Porque la película va decantando, de una manera mineral, con una pureza orgánica que es material precioso, una construcción narrativa en progreso, hasta ahora desconocida por el cine de Patiño. Esa línea argumental finísima va desmochando agua como si fuese fronda, en la llamada al Hombre Muerto, en la revivificación, en la aparición de la Bestia. Y así se genera la leyenda de la Costa da Morte. Una leyenda que no se imprime como la del wéstern. Porque aquel era territorio de conquista, mientras que la leyenda de Galicia es el encadenamiento infinito de una pérdida. La de todos los cuerpos nunca devueltos por el Mar. Por eso, del espacio mítico de Lúa Vermella no se hace propaganda o noticia, sino que se susurra. Vuelve, Rubio. Y así nació ayer, como cine fundacional -y en el epicentro de la Mitteleuropa, una sala de la Alexanderplatz- esta Comala de agua y atlántico, este horizonte de Cunqueiro y de Lugrís, puerta abierta a otra percepción de la realidad y del cine, inmersión sonora y visual que Lois Patiño nos ofrenda como acto hipnótico, de grandeza mesmérica.
Garrel y Reichardt brindan obras a la altura de su talento
La sección oficial de esta 70.ª Berlinale pareció despegar este sábado hacia el altísimo nivel esperado. En esos pináculos habita el cine del francés Philippe Garrel y de la norteamericana Kelly Reichardt. Garrel, a estas alturas, es algo así como el heredero en toda regla de la nouvelle vague. O su vástago tardío, proceloso y fecundo. En Le Sel des Larmes se acerca más que nunca a Éric Rohmer. Su filme es un preclaro cuento moral sobre el hombre que no amaba a las mujeres, el castigador por inmadurez y por egoísmo. Y de cómo su rumbo vira y emboca la tormenta y el castigo. Hay en esta película de madurez paladeada una secuencia que fractura la suerte de su protagonista masculino y nos anuncia, en una bellísima contradicción, que la danza trae la sal de esas lágrimas anunciadas, en otro ejercicio mayúsculo de Garrel como maestro de ceremonias de las heridas del desamor.

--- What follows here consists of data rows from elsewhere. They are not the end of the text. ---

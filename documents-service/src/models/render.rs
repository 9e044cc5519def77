//! The finalized bundle handed to the external renderer.

use serde::Serialize;

use super::{Customer, Document, LineItem, Settings, ShippingAddress};

/// Everything a PDF or HTML renderer needs to lay out one document.
/// Totals are already rounded and items already ordered; the renderer
/// performs no business logic.
#[derive(Debug, Clone, Serialize)]
pub struct RenderBundle {
    pub document: Document,
    pub items: Vec<LineItem>,
    pub customer: Customer,
    pub shipping_address: Option<ShippingAddress>,
    pub company: Settings,
}
//! Document handlers.

use axum::extract::{Path, Query, State};
use axum::http::StatusCode;
use axum::Json;
use serde::{Deserialize, Serialize};
use service_core::error::AppError;
use uuid::Uuid;

use crate::models::{
    CreateDocument, Document, DocumentType, LineItem, LineItemInput, RenderBundle, UpdateDocument,
};

use super::AppState;

#[derive(Debug, Deserialize)]
pub struct CreateDocumentRequest {
    #[serde(flatten)]
    pub document: CreateDocument,
    #[serde(default)]
    pub items: Vec<LineItemInput>,
}

#[derive(Debug, Deserialize)]
pub struct UpdateDocumentRequest {
    #[serde(flatten)]
    pub patch: UpdateDocument,
    #[serde(default)]
    pub items: Option<Vec<LineItemInput>>,
}

#[derive(Debug, Serialize)]
pub struct DocumentResponse {
    pub document: Document,
    pub items: Vec<LineItem>,
}

#[derive(Debug, Deserialize)]
pub struct ListQuery {
    #[serde(rename = "type")]
    pub document_type: Option<String>,
    pub q: Option<String>,
}

#[derive(Debug, Deserialize)]
pub struct NextNumberQuery {
    #[serde(rename = "type")]
    pub document_type: String,
}

fn parse_document_type(raw: &str) -> Result<DocumentType, AppError> {
    DocumentType::from_string(raw)
        .ok_or_else(|| AppError::BadRequest(anyhow::anyhow!("Unknown document type '{}'", raw)))
}

pub async fn list_documents(
    State(state): State<AppState>,
    Query(query): Query<ListQuery>,
) -> Result<Json<Vec<Document>>, AppError> {
    let documents = match query.q {
        Some(ref q) if !q.is_empty() => state.db.search_documents(q).await?,
        _ => {
            let document_type = query
                .document_type
                .as_deref()
                .map(parse_document_type)
                .transpose()?;
            state.db.list_documents(document_type).await?
        }
    };
    Ok(Json(documents))
}

pub async fn create_document(
    State(state): State<AppState>,
    Json(body): Json<CreateDocumentRequest>,
) -> Result<(StatusCode, Json<DocumentResponse>), AppError> {
    let (document, items) = state.db.create_document(&body.document, &body.items).await?;
    Ok((StatusCode::CREATED, Json(DocumentResponse { document, items })))
}

pub async fn get_document(
    State(state): State<AppState>,
    Path(id): Path<Uuid>,
) -> Result<Json<DocumentResponse>, AppError> {
    let (document, items) = state.db.get_document(id).await?;
    Ok(Json(DocumentResponse { document, items }))
}

pub async fn update_document(
    State(state): State<AppState>,
    Path(id): Path<Uuid>,
    Json(body): Json<UpdateDocumentRequest>,
) -> Result<Json<DocumentResponse>, AppError> {
    let (document, items) = state
        .db
        .update_document(id, &body.patch, body.items.as_deref())
        .await?;
    Ok(Json(DocumentResponse { document, items }))
}

pub async fn delete_document(
    State(state): State<AppState>,
    Path(id): Path<Uuid>,
) -> Result<StatusCode, AppError> {
    state.db.delete_document(id).await?;
    Ok(StatusCode::NO_CONTENT)
}

pub async fn next_number(
    State(state): State<AppState>,
    Query(query): Query<NextNumberQuery>,
) -> Result<Json<serde_json::Value>, AppError> {
    let document_type = parse_document_type(&query.document_type)?;
    let next_number = state.db.peek_next_number(document_type).await?;
    Ok(Json(serde_json::json!({ "next_number": next_number })))
}

pub async fn render_document(
    State(state): State<AppState>,
    Path(id): Path<Uuid>,
) -> Result<Json<RenderBundle>, AppError> {
    let bundle = state.db.get_render_bundle(id).await?;
    Ok(Json(bundle))
}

Reichardt ya había incursionado en el wéstern con su sensacional y verdaderamente feminista Meek’s Cutoff. En First Cow, Reichardt retorna al género, pero para ofrecernos una historia de amistad masculina que rompe cánones con su ilimitada ternura. En el Oregón de la fiebre del oro, este casi amoroso lazo entre un repostero norteamericano, un chino emprendedor y una vaca sin cencerro se revela como suave pero rompedor manifiesto, cuando Trump y Pekín se dan trompadas entre la guerra comercial y el coronavirus. Y First Cow se eleva como bellísima égloga de huesos de santo, en un Oeste que es melting pot racial armonioso donde solo los ingleses, con su fusil imperial y brexitero, turban la paz.